As a former Moscow correspondent for The Post, I probably should not admit this, but until this summer I had never read Leo Tolstoy’s “War and Peace.”

Now I can report from the far shore:

It is as long as everyone says.

It is as good as everyone says. No, better.

It is about Donald Trump and how we should respond to his presidency.

You doubt that last one? Then listen to this:

“A man of no convictions, no habits, no traditions. . . . The incompetence of his colleagues, the weakness and insignificance of his opponents, the frankness of the deception, and the dazzling and self-confident limitation of the man raise him to the head . . . and without attaching himself to any one of them, advances to a prominent position,” Tolstoy writes.

Eerie, right? The dazzling and self-confident limitation of the man.

Okay, I dropped a couple of words from the passage. Tolstoy actually wrote “the seething parties of France,” and “the head of the army.” He was in fact describing not our president but Napoleon, for whom the Russian author harbored a magnificent contempt.

But the masterpiece does resonate, not only for that coincidence of description – and not only because, these days, everything seems to be about Donald Trump.

In his novel framed by Napoleon’s invasion of and retreat from Russia in 1812, Tolstoy asks: What moves events? Is it, as commonly assumed, “great men” such as Napoleon and Czar Alexander I? Or is it the separate decisions of thousands of individuals: soldiers, peasants, shopkeepers, lords?

It is the latter, Tolstoy says. Their actions flow together into a force that czars and generals can only pretend to control.

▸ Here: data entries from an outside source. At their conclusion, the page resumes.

//! Duplicate suppression against the most recent history entries

use std::collections::HashSet;
use std::path::Path;

use uuid::Uuid;

use super::HistoryEntry;
use crate::clipboard::ContentPayload;

/// Pixel tolerance, per axis, under which two single images count as the same
pub const IMAGE_DIMENSION_TOLERANCE: u32 = 1;

/// Compares a candidate against a bounded window of recent entries.
///
/// Only the newest `window` entries are scanned, so the cost of a capture stays
/// constant no matter how long the history is.
#[derive(Debug, Clone, Copy)]
pub struct DeduplicationFilter {
    window: usize,
}

impl DeduplicationFilter {
    pub fn new(window: usize) -> Self {
        Self { window }
    }

    pub fn window(&self) -> usize {
        self.window
    }

    /// The entry in the window the candidate duplicates, if any.
    ///
    /// `recent` must be ordered most-recent-first.
    pub fn find_duplicate<'a>(
        &self,
        candidate_id: Uuid,
        candidate: &ContentPayload,
        recent: &'a [HistoryEntry],
    ) -> Option<&'a HistoryEntry> {
        recent
            .iter()
            .take(self.window)
            .find(|existing| is_duplicate(candidate_id, candidate, existing))
    }
}

/// Pairwise duplicate rules, first match wins
pub fn is_duplicate(candidate_id: Uuid, candidate: &ContentPayload, existing: &HistoryEntry) -> bool {
    if candidate_id == existing.id() {
        return true;
    }

    let other = &existing.payload;

    if let (Some(a), Some(b)) = (candidate.as_text(), other.as_text()) {
        if a == b {
            return true;
        }
    }

    // Dimensions only: two different pictures of the same size collide.
    if let ([a], [b]) = (candidate.images(), other.images()) {
        if a.same_dimensions(b, IMAGE_DIMENSION_TOLERANCE) {
            return true;
        }
    }

    let (a, b) = (candidate.files(), other.files());
    if !a.is_empty() && !b.is_empty() && path_set(a) == path_set(b) {
        return true;
    }

    false
}

fn path_set<P: AsRef<Path>>(paths: &[P]) -> HashSet<&Path> {
    paths.iter().map(AsRef::as_ref).collect()
}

Which, if even only partly true, seems to have some lessons for today.

Trump has been posited as a threat in many directions: to the rule of law, to civility and truth, to America’s standing in the world as a beacon of freedom and democracy. But maybe no threat is more serious than his assault on the idea of America as a nation that welcomes newcomers and outsiders and allows them, in their turn, to become American.

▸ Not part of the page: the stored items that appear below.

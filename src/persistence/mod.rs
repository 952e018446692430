//! Best-effort mirroring of history mutations to durable storage
//!
//! The in-memory [`HistoryStore`](crate::history::HistoryStore) is
//! authoritative. Each mutation is queued on an unbounded channel as a
//! [`PersistOp`] and applied by a background worker, so a slow or failing
//! backend never stalls a clipboard tick. Failures are logged and counted; a
//! caller that needs durability asks for it with [`PersistenceMirror::flush`].

pub mod memory;

use std::sync::Arc;

use async_trait::async_trait;
use thiserror::Error;
use tokio::sync::{mpsc, oneshot};
use tokio::task::JoinHandle;
use tracing::{debug, error, info, warn};
use uuid::Uuid;

use crate::history::HistoryEntry;

pub use memory::MemoryStore;

/// Persistence errors
#[derive(Debug, Error)]
pub enum PersistenceError {
    /// SQLite error
    #[error("Database error: {0}")]
    Database(#[from] rusqlite::Error),

    /// Entry could not be serialized
    #[error("Failed to encode entry: {0}")]
    Encode(#[from] bincode::error::EncodeError),

    /// Stored payload could not be deserialized
    #[error("Failed to decode entry: {0}")]
    Decode(#[from] bincode::error::DecodeError),

    /// IO error (compression, directories)
    #[error("IO error: {0}")]
    Io(#[from] std::io::Error),

    /// A stored column holds a value that cannot be interpreted
    #[error("Corrupt stored value: {0}")]
    Corrupt(String),

    /// Update of an entry the backend does not know
    #[error("Entry not found: {0}")]
    NotFound(Uuid),

    /// The background worker has exited
    #[error("Persistence worker is not running")]
    WorkerStopped,

    /// Mirror operations failed since the previous flush
    #[error("{failed} persistence operation(s) failed, last error: {last}")]
    MirrorFailed { failed: usize, last: String },
}

/// Storage contract the engine needs.
#[async_trait]
pub trait PersistenceBridge: Send + Sync {
    /// Store a new entry
    async fn save(&self, entry: &HistoryEntry) -> Result<(), PersistenceError>;

    /// Overwrite the stored copy of an existing entry
    async fn update(&self, entry: &HistoryEntry) -> Result<(), PersistenceError>;

    /// Remove one entry; removing an unknown id is not an error
    async fn delete(&self, id: Uuid) -> Result<(), PersistenceError>;

    /// Remove every entry
    async fn delete_all(&self) -> Result<(), PersistenceError>;

    /// Every stored entry, newest first
    async fn fetch_all(&self) -> Result<Vec<HistoryEntry>, PersistenceError>;

    /// Backend name, for logs
    fn name(&self) -> &str;
}

/// A queued mirror operation
#[derive(Debug)]
pub enum PersistOp {
    Save(HistoryEntry),
    Update(HistoryEntry),
    Delete(Uuid),
    DeleteAll,
    /// Barrier: answered once every earlier operation has been applied
    Flush(oneshot::Sender<Result<(), PersistenceError>>),
}

impl PersistOp {
    fn describe(&self) -> String {
        match self {
            PersistOp::Save(entry) => format!("save {}", entry.id()),
            PersistOp::Update(entry) => format!("update {}", entry.id()),
            PersistOp::Delete(id) => format!("delete {}", id),
            PersistOp::DeleteAll => "delete all".to_string(),
            PersistOp::Flush(_) => "flush".to_string(),
        }
    }
}

/// Sending half of the mirror queue, held by the history store.
///
/// A disabled mirror drops every operation, which is what tests and purely
/// in-memory sessions want.
#[derive(Debug, Clone, Default)]
pub struct PersistenceMirror {
    tx: Option<mpsc::UnboundedSender<PersistOp>>,
}

impl PersistenceMirror {
    pub fn disabled() -> Self {
        Self { tx: None }
    }

    /// Mirror whose operations arrive on the returned receiver
    pub fn channel() -> (Self, mpsc::UnboundedReceiver<PersistOp>) {
        let (tx, rx) = mpsc::unbounded_channel();
        (Self { tx: Some(tx) }, rx)
    }

    pub fn is_enabled(&self) -> bool {
        self.tx.is_some()
    }

    pub fn save(&self, entry: &HistoryEntry) {
        self.send(PersistOp::Save(entry.clone()));
    }

    pub fn update(&self, entry: &HistoryEntry) {
        self.send(PersistOp::Update(entry.clone()));
    }

    pub fn delete(&self, id: Uuid) {
        self.send(PersistOp::Delete(id));
    }

    pub fn delete_all(&self) {
        self.send(PersistOp::DeleteAll);
    }

    fn send(&self, op: PersistOp) {
        if let Some(tx) = &self.tx {
            if let Err(e) = tx.send(op) {
                warn!("Persistence worker gone, dropping {}", e.0.describe());
            }
        }
    }

    /// Queue a flush barrier whose result is delivered on `reply`
    pub fn request_flush(&self, reply: oneshot::Sender<Result<(), PersistenceError>>) {
        match &self.tx {
            Some(tx) => {
                if let Err(e) = tx.send(PersistOp::Flush(reply)) {
                    if let PersistOp::Flush(reply) = e.0 {
                        let _ = reply.send(Err(PersistenceError::WorkerStopped));
                    }
                }
            }
            None => {
                let _ = reply.send(Ok(()));
            }
        }
    }

    /// Wait until everything queued so far is applied.
    ///
    /// Returns an error if any operation failed since the previous flush.
    pub async fn flush(&self) -> Result<(), PersistenceError> {
        let (reply, rx) = oneshot::channel();
        self.request_flush(reply);
        rx.await.map_err(|_| PersistenceError::WorkerStopped)?
    }
}

/// Start the background worker applying mirror operations to `bridge`
pub fn spawn_worker(bridge: Arc<dyn PersistenceBridge>) -> (PersistenceMirror, JoinHandle<()>) {
    let (mirror, rx) = PersistenceMirror::channel();
    let handle = tokio::spawn(run_worker(bridge, rx));
    (mirror, handle)
}

/// Apply operations until every sender is dropped
pub async fn run_worker(
    bridge: Arc<dyn PersistenceBridge>,
    mut rx: mpsc::UnboundedReceiver<PersistOp>,
) {
    info!("Persistence worker started ({})", bridge.name());

    let mut failed = 0usize;
    let mut last_error: Option<String> = None;

    while let Some(op) = rx.recv().await {
        let description = op.describe();
        let result = match op {
            PersistOp::Save(entry) => bridge.save(&entry).await,
            PersistOp::Update(entry) => bridge.update(&entry).await,
            PersistOp::Delete(id) => bridge.delete(id).await,
            PersistOp::DeleteAll => bridge.delete_all().await,
            PersistOp::Flush(reply) => {
                let outcome = match last_error.take() {
                    Some(last) => Err(PersistenceError::MirrorFailed { failed, last }),
                    None => Ok(()),
                };
                failed = 0;
                let _ = reply.send(outcome);
                continue;
            }
        };

        match result {
            Ok(()) => debug!("Persisted {}", description),
            Err(e) => {
                error!("Failed to persist {}: {}", description, e);
                failed += 1;
                last_error = Some(e.to_string());
            }
        }
    }

    info!("Persistence worker stopped");
}

/// Load the stored history, falling back to an empty one on failure
pub async fn fetch_or_empty(bridge: &dyn PersistenceBridge) -> Vec<HistoryEntry> {
    match bridge.fetch_all().await {
        Ok(entries) => {
            info!("Loaded {} history entries from {}", entries.len(), bridge.name());
            entries
        }
        Err(e) => {
            error!("Failed to load history from {}, starting empty: {}", bridge.name(), e);
            Vec::new()
        }
    }
}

From announcing his candidacy with a warning about Mexican rapists pouring across the border to inaugurating his presidency with a ban on immigrants from seven majority-Muslim countries, to embracing just a few days ago a proposal to sharply limit immigration of unskilled workers, Trump has exploited fears of non-white, non-Christian, non-English-speaking “others.”

This is particularly dangerous because it speaks to a sentiment that existed long before Trump came along – that always has existed in American political culture.

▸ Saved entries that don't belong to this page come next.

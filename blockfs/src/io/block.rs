use std::path::Path;

/// An absolute byte offset into the backing store.
pub type Offset = u64;

/// Byte-addressed storage of a fixed capacity. The file system never asks for
/// anything but positioned reads and writes, so there is no notion of a
/// current position here.
pub trait BlockStorage {
    /// Opens an existing medium at the specified path. This method does not
    /// validate the contents, it is up for clients to ensure media are formatted.
    ///
    /// # Errors
    ///
    /// Fails if the file does not exist or is smaller than `capacity` bytes.
    fn open_disk<P: AsRef<Path>>(path: P, capacity: u64) -> std::io::Result<Self>
    where
        Self: std::marker::Sized;
    /// Total number of addressable bytes.
    fn capacity(&self) -> u64;
    /// Fills `buf` with the bytes starting at `offset`.
    ///
    /// # Errors
    ///
    /// Attempting to read past the capacity will return an error.
    fn read_at(&mut self, offset: Offset, buf: &mut [u8]) -> std::io::Result<()>;
    /// Writes all of `buf` starting at `offset`.
    ///
    /// # Errors
    ///
    /// Attempting to write past the capacity will return an error.
    fn write_at(&mut self, offset: Offset, buf: &[u8]) -> std::io::Result<()>;
    /// Flush any buffered IO from memory. This is useful if it must guaranteed
    /// the writes actually occurred, for instance, if being re-read by another
    /// process.
    fn sync_disk(&mut self) -> std::io::Result<()>;
}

Let’s pause to stipulate that you can oppose immigration without being racist. Until we fulfill John Lennon’s vision (“Imagine there’s no countries . . . ”), we are all in one sense arguing about numbers, not principle. I can make a case that the current annual limit of 1 million legal immigrants is better for the economy, and the country, than Trump’s proposed 500,000, and that 2 million might be better still. But even my higher cap would leave millions more on the outside wanting to come in.

What is a matter of principle is how you define being an American: Is it a question of blood, of how long you and your ancestors have been here, of whether you accept America as a Christian nation? Or is it based on your devotion to its foundational idea – that all men and women are created equal?

That battle is being fought in the courts, and it will be fought in Congress. But the essential battle for the nation’s soul will be fought by every one of us, every day.

It is a battle we will win by embracing each other’s humanity: by welcoming the mosque down the street, helping a “dreamer” stay in school, translating a form for the parent at the next desk at back-to-school night. It is a battle, as Tolstoy would have understood, that will be won or lost by the nation’s soldiers, farmers and shopkeepers, and by its nurses and factory workers and teachers and office workers, too; by each of us, day by day, encounter by encounter.

Tolstoy wasn’t totally right about history. Even the mountebanks, the leaders of no convictions, can shift the course of events. But the rest of us, impelled by the generosity that has made America a great country, may have more power than we think.